Rhodoxanthin
- Names: IUPAC name (4E)-3,5,5-Trimethyl-4-[(2E,4E,6E,8E,10E,12E,14E,16E,18E)-3,7,12,16-Tetramethyl-18-(2,6,6-trimethyl-4-oxo-1-cyclohex-2-enylidene)octadeca-2,4,6,8,10,12,14,16-octaenylidene]-1-cyclohex-2-enone

Identifiers
- CAS Number: 116-30-3;
- 3D model (JSmol): Interactive image;
- ChemSpider: 4444663;
- E number: E161f (colours)
- KEGG: C08610;
- PubChem CID: 5281251;
- UNII: 51V984ID9Q;
- CompTox Dashboard (EPA): DTXSID201017050 ;

Properties
- Chemical formula: C_{40}H_{50}O_{2}
- Molar mass: 562.82 g/mol
- Appearance: Purple crystals
- Melting point: 219 °C (426 °F; 492 K)

= Rhodoxanthin =

Rhodoxanthin is a xanthophyll pigment with a purple color that is found in small quantities in a variety of plants including Taxus baccata and Lonicera morrowii.

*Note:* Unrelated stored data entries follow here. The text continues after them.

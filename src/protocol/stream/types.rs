use crate::protocol::stream::event::StreamEvent;

/// DTMF digit that escalates the call to a human agent.
pub const ESCALATION_DIGIT: &str = "#";

/// Media-stream connection state.
#[derive(Debug, Clone, Copy, PartialEq, Eq)]
pub enum StreamState {
    AwaitingStart,
    Authenticating,
    Authenticated,
    /// No further traffic is processed; only the release to `Closed` remains.
    Rejected,
    Closed,
}

impl StreamState {
    pub fn is_terminal(self) -> bool {
        matches!(self, StreamState::Rejected | StreamState::Closed)
    }

    pub fn as_str(self) -> &'static str {
        match self {
            StreamState::AwaitingStart => "awaiting_start",
            StreamState::Authenticating => "authenticating",
            StreamState::Authenticated => "authenticated",
            StreamState::Rejected => "rejected",
            StreamState::Closed => "closed",
        }
    }
}

/// Inputs to the state machine: carrier events plus the two things the
/// session driver reports back.
#[derive(Debug, Clone, Copy)]
pub enum StreamInput<'a> {
    Event(&'a StreamEvent),
    /// Result of verifying the session token presented in `start`.
    AuthDecision(bool),
    /// Transport closed, errored, or the start deadline passed.
    Disconnected,
}

impl<'a> From<&'a StreamEvent> for StreamInput<'a> {
    fn from(value: &'a StreamEvent) -> Self {
        StreamInput::Event(value)
    }
}

#[derive(Debug, Clone, PartialEq, Eq)]
pub enum StreamCommand {
    Transition(StreamState),
    /// Verify the session token carried by the current `start` event.
    Authenticate,
    ForwardMedia,
    RequestHandoff,
    CloseConnection,
}

/// Transition table. Returns the commands to run for `input` in `state`;
/// no I/O happens here.
pub fn next_stream_commands(state: StreamState, input: StreamInput<'_>) -> Vec<StreamCommand> {
    use StreamCommand::*;
    use StreamState::*;

    match (state, input) {
        (Closed, _) => Vec::new(),
        (_, StreamInput::Disconnected) => vec![Transition(Closed)],

        (Authenticating, StreamInput::AuthDecision(true)) => vec![Transition(Authenticated)],
        (Authenticating, StreamInput::AuthDecision(false)) => {
            vec![Transition(Rejected), CloseConnection]
        }
        // 認証判定は Authenticating 中の一回だけ
        (_, StreamInput::AuthDecision(_)) => Vec::new(),

        (_, StreamInput::Event(StreamEvent::Stop { .. })) => vec![Transition(Closed)],
        (Rejected, StreamInput::Event(_)) => Vec::new(),

        (_, StreamInput::Event(StreamEvent::Connected { .. })) => Vec::new(),
        (_, StreamInput::Event(StreamEvent::Unknown)) => Vec::new(),

        (AwaitingStart, StreamInput::Event(StreamEvent::Start { .. })) => {
            vec![Transition(Authenticating), Authenticate]
        }
        // A second `start` would mean a second authentication decision.
        (_, StreamInput::Event(StreamEvent::Start { .. })) => {
            vec![Transition(Rejected), CloseConnection]
        }

        (Authenticated, StreamInput::Event(StreamEvent::Media { .. })) => vec![ForwardMedia],
        (Authenticated, StreamInput::Event(StreamEvent::Dtmf { dtmf })) => {
            if dtmf.digit.trim() == ESCALATION_DIGIT {
                vec![RequestHandoff]
            } else {
                Vec::new()
            }
        }
        // Payload traffic before authentication.
        (_, StreamInput::Event(StreamEvent::Media { .. } | StreamEvent::Dtmf { .. })) => {
            vec![Transition(Rejected), CloseConnection]
        }
    }
}
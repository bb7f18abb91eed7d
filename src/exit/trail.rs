// =============================================================================
// ATR Trailing Stop — ratchet-only trail
// =============================================================================
//
// The trail sits `mult × ATR` behind price and only ever moves toward price:
// up for longs, down for shorts. A wider candidate never replaces a tighter
// existing level.
// =============================================================================

use crate::types::Direction;

/// Trail level `mult × atr` behind `price`, or `None` on unusable input.
pub fn trail_level(direction: Direction, price: f64, atr: f64, mult: f64) -> Option<f64> {
    if direction.is_flat() || !(price.is_finite() && price > 0.0) || !(atr.is_finite() && atr > 0.0) {
        return None;
    }
    Some(price - direction.sign() * mult * atr)
}

/// Tighten `current` toward `candidate`; never loosens.
pub fn ratchet(direction: Direction, current: Option<f64>, candidate: f64) -> f64 {
    match (direction, current) {
        (_, None) => candidate,
        (Direction::Long, Some(level)) => level.max(candidate),
        (Direction::Short, Some(level)) => level.min(candidate),
        (Direction::Flat, Some(level)) => level,
    }
}

/// Price has crossed the trail against the position.
pub fn is_breached(direction: Direction, price: f64, level: f64) -> bool {
    match direction {
        Direction::Long => price <= level,
        Direction::Short => price >= level,
        Direction::Flat => false,
    }
}

#[cfg(test)]
mod tests {
    use super::*;

    #[test]
    fn level_sits_behind_price() {
        assert_eq!(trail_level(Direction::Long, 100.0, 2.0, 1.5), Some(97.0));
        assert_eq!(trail_level(Direction::Short, 100.0, 2.0, 1.5), Some(103.0));
        assert_eq!(trail_level(Direction::Long, 100.0, 0.0, 1.5), None);
        assert_eq!(trail_level(Direction::Flat, 100.0, 2.0, 1.5), None);
    }

    #[test]
    fn trail_never_widens() {
        assert_eq!(ratchet(Direction::Long, Some(97.0), 95.0), 97.0);
        assert_eq!(ratchet(Direction::Long, Some(97.0), 98.0), 98.0);
        assert_eq!(ratchet(Direction::Short, Some(103.0), 105.0), 103.0);
        assert_eq!(ratchet(Direction::Short, Some(103.0), 102.0), 102.0);
        assert_eq!(ratchet(Direction::Long, None, 90.0), 90.0);
    }

    #[test]
    fn breach_is_directional() {
        assert!(is_breached(Direction::Long, 96.9, 97.0));
        assert!(!is_breached(Direction::Long, 97.1, 97.0));
        assert!(is_breached(Direction::Short, 103.0, 103.0));
        assert!(!is_breached(Direction::Short, 102.0, 103.0));
    }
}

It is also found in the feathers of some birds. As a food additive it is used under the E number E161f as a food coloring. It is not approved for use in the EU or US; however, it is approved in Australia and New Zealand (where it is listed under its INS number 161f).